Letter writer disappointed in the panic buying due to recent disruptions in supply chain

So, at the height of the panic grocery buying that occurred this last week, one person was observed to be buying 30 liters of milk.

Now I would like to think that they were buying for their whole neighbourhood or even for their large group of friends, but given the level of panic happening, I doubt that perspective.

Their behavior is all the more perplexing given that we have a creamery in Terrace that supplies our dairy products.

What is poignant about that person’s decision to hoard milk is the small family I met on the weekend.

As I stood in the grocery store, looking at empty dairy shelves and almost empty vegetable shelves, a young mother with her three small children arrived. The baby was in the cart, the two little ones so small that they were clinging to their mom’s coat. She stood looking at all the empty shelves and then turned away with tears as she led her little family out of the store.

How do you think she is coping right now? How is she managing to feed her family healthy foods right now?

I can only hope that the person who bought those 30 liters of milk made good use of them, letting none of them spoil.

I moved to the valley 13 years ago and I found the people to be such a welcome relief to my experience of living in a large metropolitan city where fights regularly would break out on the subway trains for the last seat available.

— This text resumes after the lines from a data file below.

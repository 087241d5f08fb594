//! Command-line and environment configuration.

use clap::Parser;
use warden_authz::AuthzConfig;
use warden_db::DbConfig;

/// Warden authorization service
#[derive(Parser, Debug)]
#[command(name = "warden")]
#[command(version)]
#[command(about = "Permission, delegation, team and approval workflow service")]
pub struct Cli {
    /// SurrealDB WebSocket address (env: WARDEN_DB_URL)
    #[arg(long, env = "WARDEN_DB_URL", default_value = "127.0.0.1:8000")]
    pub db_url: String,

    /// SurrealDB namespace (env: WARDEN_DB_NAMESPACE)
    #[arg(long, env = "WARDEN_DB_NAMESPACE", default_value = "warden")]
    pub db_namespace: String,

    /// SurrealDB database (env: WARDEN_DB_DATABASE)
    #[arg(long, env = "WARDEN_DB_DATABASE", default_value = "main")]
    pub db_database: String,

    /// SurrealDB root username (env: WARDEN_DB_USERNAME)
    #[arg(long, env = "WARDEN_DB_USERNAME", default_value = "root")]
    pub db_username: String,

    /// SurrealDB root password (env: WARDEN_DB_PASSWORD)
    #[arg(long, env = "WARDEN_DB_PASSWORD", default_value = "root", hide_env_values = true)]
    pub db_password: String,

    /// Seconds a permission decision stays cached
    #[arg(long, env = "WARDEN_DECISION_CACHE_TTL", default_value_t = 60)]
    pub decision_cache_ttl_secs: u64,

    /// Longest inheritance chain followed by one check
    #[arg(long, env = "WARDEN_MAX_INHERITANCE_DEPTH", default_value_t = 32)]
    pub max_inheritance_depth: usize,

    /// Length in seconds of one workflow timeout hour
    #[arg(long, env = "WARDEN_TIMEOUT_HOUR_SECS", default_value_t = 3600)]
    pub timeout_hour_secs: u64,

    /// Buffered approval events per subscriber
    #[arg(long, env = "WARDEN_EVENT_CAPACITY", default_value_t = 256)]
    pub event_channel_capacity: usize,
}

impl Cli {
    pub fn db_config(&self) -> DbConfig {
        DbConfig {
            url: self.db_url.clone(),
            namespace: self.db_namespace.clone(),
            database: self.db_database.clone(),
            username: self.db_username.clone(),
            password: self.db_password.clone(),
        }
    }

    pub fn authz_config(&self) -> AuthzConfig {
        AuthzConfig {
            decision_cache_ttl_secs: self.decision_cache_ttl_secs,
            max_inheritance_depth: self.max_inheritance_depth,
            timeout_hour_secs: self.timeout_hour_secs,
            event_channel_capacity: self.event_channel_capacity,
        }
    }
}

What I witnessed of the people of this valley was an open-hearted willingness to step forward and help anyone who needed help, anyone who was struggling. I felt that I had entered a world where the best of humanity was living. Yes, there were differences but balance and respect were valued.

We now live in very tough times where uncertainty is ever-present, unrelenting, and sitting right at all our doorsteps. It is so easy in times like this, particularly when we are feeling threatened at the very core of our own personal security, to put aside our humanity, to stop thinking about the others we share this place with, to think only of our own immediate needs.

Is this who we now are, people of the Bulkley Valley?

I have always seen the Bulkley Valley, indeed this whole beautiful northwestern area of BC, as leaders. Leaders showing by example what it means to live in a community where everyone takes care of everyone else, where everyone is mindful as to how their decisions affect others, where everyone works hard to bring out the best in the community.

This, is who we are, people of the Bulkley Valley.